“They are gone,” the Clothes Man said. He sat on the cabinet of the computer so Little Tib could see it, and he looked brighter than ever.

“Where did they go?” Little Tib asked.

“I don’t know. You will probably meet them again.” As if he had just thought of it, he said, “You were very brave.”

“I was scared. I’m still scared—the worst since I left the new place.”

“I wish I could tell you that you didn’t have to be afraid of them,” the Clothes Man said, “or of anybody. But it wouldn’t be true. Still, I can tell you something that is really better than that—that it will all come out right in the end.” He took off the big, floppy black hat he wore, and Little Tib saw that his bald head was really only a sack. “You wouldn’t let me bring the keys before, but how about now? Or would you be afraid with me away?”

“No,” Little Tib said, “but I’ll get the keys myself.”

At once the Clothes Man was gone. Little Tib felt the smooth, cool metal of the computer under his hands. In the blackness, it was the only reality there was.

He did not bother to find the window again; instead, he unlocked another, and called Nitty and Mr. Parker to it, smelling as he did the cool, damp air of spring. At the opening, he thrust the keys through first, then squeezed himself between the bars. By the time he was outside, he could hear Mr. Parker unlocking the side door.
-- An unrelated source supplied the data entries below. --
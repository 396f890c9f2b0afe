//! Wire types exchanged with clients over REST and SSE.

pub mod events;
pub mod health;
pub mod sse;
pub mod timer;
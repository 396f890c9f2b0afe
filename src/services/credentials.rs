use std::collections::HashMap;

use serde::{Deserialize, Serialize};

/// Identity attached to a bearer token by the credential collaborator.
#[derive(Debug, Clone, PartialEq, Eq, Serialize, Deserialize)]
pub struct Credential {
    /// Opaque caller identifier, used for logging only.
    pub subject: String,
    /// Whether the caller may issue timer control actions.
    pub admin: bool,
}

/// Resolves opaque bearer tokens into credentials.
pub trait CredentialResolver: Send + Sync {
    /// `None` when the token is unknown.
    fn resolve(&self, token: &str) -> Option<Credential>;
}

/// Fixed token table loaded from configuration.
#[derive(Debug, Default)]
pub struct StaticCredentials {
    tokens: HashMap<String, Credential>,
}

impl StaticCredentials {
    /// Build the table from `(token, credential)` pairs. Later duplicates win.
    pub fn new(entries: impl IntoIterator<Item = (String, Credential)>) -> Self {
        Self {
            tokens: entries.into_iter().collect(),
        }
    }
}

impl CredentialResolver for StaticCredentials {
    fn resolve(&self, token: &str) -> Option<Credential> {
        self.tokens.get(token).cloned()
    }
}

/// Extract the token from an `Authorization: Bearer <token>` header value.
pub fn bearer_token(header: &str) -> Option<&str> {
    let (scheme, token) = header.trim().split_once(' ')?;
    let token = token.trim();
    (scheme.eq_ignore_ascii_case("bearer") && !token.is_empty()).then_some(token)
}

#[cfg(test)]
mod tests {
    use super::*;

    #[test]
    fn parses_bearer_header() {
        assert_eq!(bearer_token("Bearer abc"), Some("abc"));
        assert_eq!(bearer_token("bearer   abc "), Some("abc"));
        assert_eq!(bearer_token("Basic abc"), None);
        assert_eq!(bearer_token("Bearer "), None);
        assert_eq!(bearer_token("abc"), None);
    }

    #[test]
    fn resolves_known_tokens_only() {
        let credentials = StaticCredentials::new([(
            "t1".to_string(),
            Credential {
                subject: "host".into(),
                admin: true,
            },
        )]);
        assert!(credentials.resolve("t1").is_some_and(|c| c.admin));
        assert!(credentials.resolve("t2").is_none());
    }
}
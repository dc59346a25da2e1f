//! Resolver configuration.

use relshape_core::{ConfigError, Error, Result};
use serde::Deserialize;

/// How to treat more than one junction-edge candidate for the same field.
///
/// A well-formed registry never has more than one. `FirstMatch` keeps the
/// first record in registry order and logs a warning; it is a defensive
/// default, not a guarantee about which record wins.
#[derive(Debug, Clone, Copy, Default, PartialEq, Eq, Deserialize)]
#[serde(rename_all = "snake_case")]
pub enum AmbiguityPolicy {
    #[default]
    FirstMatch,
    /// Treat the field as not resolvable.
    Reject,
}

/// Resolver settings.
#[derive(Debug, Clone, PartialEq, Eq, Deserialize)]
#[serde(default, deny_unknown_fields)]
pub struct ResolverConfig {
    /// Maximum number of memoized resolutions. 0 disables memoization.
    pub cache_capacity: usize,
    /// Junction-edge ambiguity handling.
    pub ambiguity: AmbiguityPolicy,
}

impl Default for ResolverConfig {
    fn default() -> Self {
        Self {
            cache_capacity: 256,
            ambiguity: AmbiguityPolicy::default(),
        }
    }
}

impl ResolverConfig {
    /// Create the default configuration.
    pub fn new() -> Self {
        Self::default()
    }

    /// Parse configuration from JSON. Missing keys take their defaults.
    pub fn from_json(json: &str) -> Result<Self> {
        serde_json::from_str(json).map_err(|e| {
            Error::Config(ConfigError {
                message: format!("invalid resolver config: {e}"),
                source: Some(Box::new(e)),
            })
        })
    }

    /// Set the cache capacity.
    pub fn cache_capacity(mut self, capacity: usize) -> Self {
        self.cache_capacity = capacity;
        self
    }

    /// Set the ambiguity policy.
    pub fn ambiguity(mut self, policy: AmbiguityPolicy) -> Self {
        self.ambiguity = policy;
        self
    }
}
//! Core types for relshape.
//!
//! This crate provides the metadata that relational shape resolution reads:
//!
//! - `Relation` records (pairwise, directional edges) and their `EdgeRole`
//! - `Collection` and `Field` catalog entries
//! - The collaborator traits (`RelationRegistry`, `CollectionCatalog`, `FieldCatalog`)
//! - `SchemaStore`, an in-memory implementation with revisions and change notifications
//! - `SchemaSnapshot` for loading the registries from JSON

pub mod catalog;
pub mod collection;
pub mod error;
pub mod field;
pub mod relation;
pub mod snapshot;
pub mod store;

pub use catalog::{
    CollectionCatalog, FieldCatalog, RelationRegistry, SchemaCatalog, SchemaRevision,
    SchemaSource,
};
pub use collection::{Collection, CollectionMeta, CollectionSchema};
pub use error::{ConfigError, Error, Result, SchemaError, SchemaErrorKind};
pub use field::{Field, FieldMeta, FieldSchema};
pub use relation::{DeselectAction, EdgeRole, OnDelete, Relation, RelationMeta, RelationSchema};
pub use snapshot::SchemaSnapshot;
pub use store::{SchemaChange, SchemaStore, SubscriptionId};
“You were a long time,” Nitty said. “Was it bad in there by yourself?”

“I wasn’t by myself,” Little Tib said.

“I’m not even goin’ to ask you about that. I used to be a fool, but I know better now. You still want to go to Dr. Prithivi’s meetin’?”

“He wants us to come, doesn’t he?”

“You are the big star, the main event. If you don’t come, it’s going to be like no potato salad at a picnic.”

They walked back to the motel in silence. The flute music they had heard before was louder and faster now, with the clangs of gongs interspersed in its shrill wailings. Little Tib stood on a footstool while Nitty took his clothes away and wrapped a piece of cloth around his waist, and another around his head, and hung his neck with beads, and painted something on his forehead.

“There, you look just ever so fine,” Nitty said.

“I feel silly,” Little Tib told him.

Nitty said that that did not matter, and they left the motel again and walked several blocks. Little Tib heard the crowd, and the loud sounds of the music, and then smelled the familiar dark, sweet smell of Dr. Prithivi’s bus; he asked Nitty if the people had not seen him, and Nitty said that they had not, that they were watching something taking place on a stage outside.

“Ah,” Dr. Prithivi said. “You are here, and you are just in time.”

Nitty asked him if Little Tib looked all right.

“His appearance is very fine indeed, but he must have his instrument.”

He put a long, light stick into Little Tib’s hands. It had a great many little holes in it. Little Tib was happy to have it, knowing that he could use it to feel his way if necessary.

“Now it is time you met your fellow performer,” Dr. Prithivi said. “Boy Krishna, this is the god Indra. Indra, it has given me the greatest pleasure to introduce to you the god Krishna, most charming of the incarnations of Vishnu.”

“Hello,” a strange, deep voice said.

“You are doubtless familiar already with the story, but I will tell it to you again in order to refresh your memories before you must appear on my little stage. Krishna is the son of Queen Devaki, and this lady is the sister of the wicked King Kamsa who kills all her children when they are born. To save Krishna, the good queen places him among villagers. There he offends Indra, who comes to destroy him. . . .”

Little Tib listened with only half his mind, certain that he could never remember the whole story. He had forgotten the queen’s name already. The wood of the flute was smooth and cool under his fingers, the air in the bus hot and heavy, freighted with strange, sleepy odors.

“I am King Kamsa,” Dr. Prithivi was saying, “and when I am through being he, I will be a cowherd, so I can tell you what to do. Remember not to drop the mountain when you lift it.”

“I’ll be careful,” Little Tib said. He had learned to say that in school.

“Now I must go forth and prepare for you. When you hear the great gong struck three times, come out. Your friend will be waiting there to take you to the stage.”

Little Tib heard the door of the bus open and close. “Where’s Nitty?” he asked.

The deep voice of Indra—a hard, dry voice, it seemed to Little Tib—said, “He has gone to help.”

“I don’t like being alone here.”

“You are not alone,” Indra said. “I’m with you.”

“Yes.”

“Did you like the story of Krishna and Indra? I will tell you another story. Once, in a village not too far away from here—”

“You aren’t from around here, are you?” Little Tib asked. “Because you don’t talk like it. Everybody here talks like Nitty or like Mr. Parker except Dr. Prithivi, and he’s from India. Can I feel your face?”

“No, I’m not from around here,” Indra said. “I am from Niagara, Do you know what that is?”